WHAT YOU ARE ASKED TO DO
Please output, without any change, the lines of the material below from the very first through the one with "fn set_source(&self, direction: Direction, source: Rc<dyn".

━━━━━ MATERIAL PROVIDED ━━━━━

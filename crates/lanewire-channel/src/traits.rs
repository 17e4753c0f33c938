use std::fmt;
use std::io;
use std::rc::Rc;

use crate::block::Block;
use crate::error::Result;
use crate::lane::JobSource;

/// Which lane of a channel an operation targets.
#[derive(Debug, Clone, Copy, PartialEq, Eq, Hash)]
pub enum Direction {
    /// Bytes flow from the transport into submitted blocks.
    Read,
    /// Bytes flow from submitted blocks into the transport.
    Write,
}

impl fmt::Display for Direction {
    fn fmt(&self, f: &mut fmt::Formatter<'_>) -> fmt::Result {
        match self {
            Direction::Read => f.write_str("read"),
            Direction::Write => f.write_str("write"),
        }
    }
}

/// A bidirectional byte transport driven through job lanes.
///
/// Each direction accepts jobs from exactly one bound [`JobSource`] and
/// reports their completion in submission order. Transfers never block
/// inside the channel; whoever drives the channel decides when to call
/// [`Channel::transfer`] and when to flush completions with
/// [`Channel::deliver_completions`].
///
/// Callers hold channels as `Rc<dyn Channel>`; the fd-backed and in-memory
/// implementations are interchangeable.
pub trait Channel {
    /// Bind the job source for `direction`. Fails if one is already bound.
    fn set_source(&self, direction: Direction, source: Rc<dyn JobSource>) -> Result<()>;

    /// Unbind the source for `direction`, discarding its queued jobs without
    /// notification. A no-op on a disabled lane.
    fn unset_source(&self, direction: Direction);

    /// Queue one job made of `blocks` on the `direction` lane.
    ///
    /// # Safety
    ///
    /// Every block must stay valid until the job is reported complete or the
    /// lane is disabled: readable for [`Direction::Write`], writable and
    /// otherwise unaliased for [`Direction::Read`].
    unsafe fn add_job(&self, direction: Direction, blocks: &[Block]) -> Result<()>;

    /// Attempt one vectored transfer on the `direction` lane.
    ///
    /// Returns the bytes moved, which may be zero. Transport errors,
    /// including `WouldBlock`, are returned unmodified and leave the lane
    /// untouched.
    ///
    /// # Panics
    ///
    /// Panics if the lane has no job source.
    fn transfer(&self, direction: Direction) -> io::Result<usize>;

    /// Notify the `direction` source of every job completed since the last
    /// delivery, in a single call.
    fn deliver_completions(&self, direction: Direction);

    /// Jobs on the `direction` lane that are not yet fully transferred.
    fn queue_len(&self, direction: Direction) -> usize;

    /// Transfer on the read lane.
    fn read(&self) -> io::Result<usize> {
        self.transfer(Direction::Read)
    }

    /// Transfer on the write lane.
    fn write(&self) -> io::Result<usize> {
        self.transfer(Direction::Write)
    }
}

━━━━━

PROBLEM SOLUTION
filename crates/lanewire-channel/src/traits.rs
repository 17e4753c0f33c938
use std::fmt;
use std::io;
use std::rc::Rc;

use crate::block::Block;
use crate::error::Result;
use crate::lane::JobSource;

/// Which lane of a channel an operation targets.
#[derive(Debug, Clone, Copy, PartialEq, Eq, Hash)]
pub enum Direction {
    /// Bytes flow from the transport into submitted blocks.
    Read,
    /// Bytes flow from submitted blocks into the transport.
    Write,
}

impl fmt::Display for Direction {
    fn fmt(&self, f: &mut fmt::Formatter<'_>) -> fmt::Result {
        match self {
            Direction::Read => f.write_str("read"),
            Direction::Write => f.write_str("write"),
        }
    }
}

/// A bidirectional byte transport driven through job lanes.
///
/// Each direction accepts jobs from exactly one bound [`JobSource`] and
/// reports their completion in submission order. Transfers never block
/// inside the channel; whoever drives the channel decides when to call
/// [`Channel::transfer`] and when to flush completions with
/// [`Channel::deliver_completions`].
///
/// Callers hold channels as `Rc<dyn Channel>`; the fd-backed and in-memory
/// implementations are interchangeable.
pub trait Channel {
    /// Bind the job source for `direction`. Fails if one is already bound.
    fn set_source(&self, direction: Direction, source: Rc<dyn JobSource>) -> Result<()>;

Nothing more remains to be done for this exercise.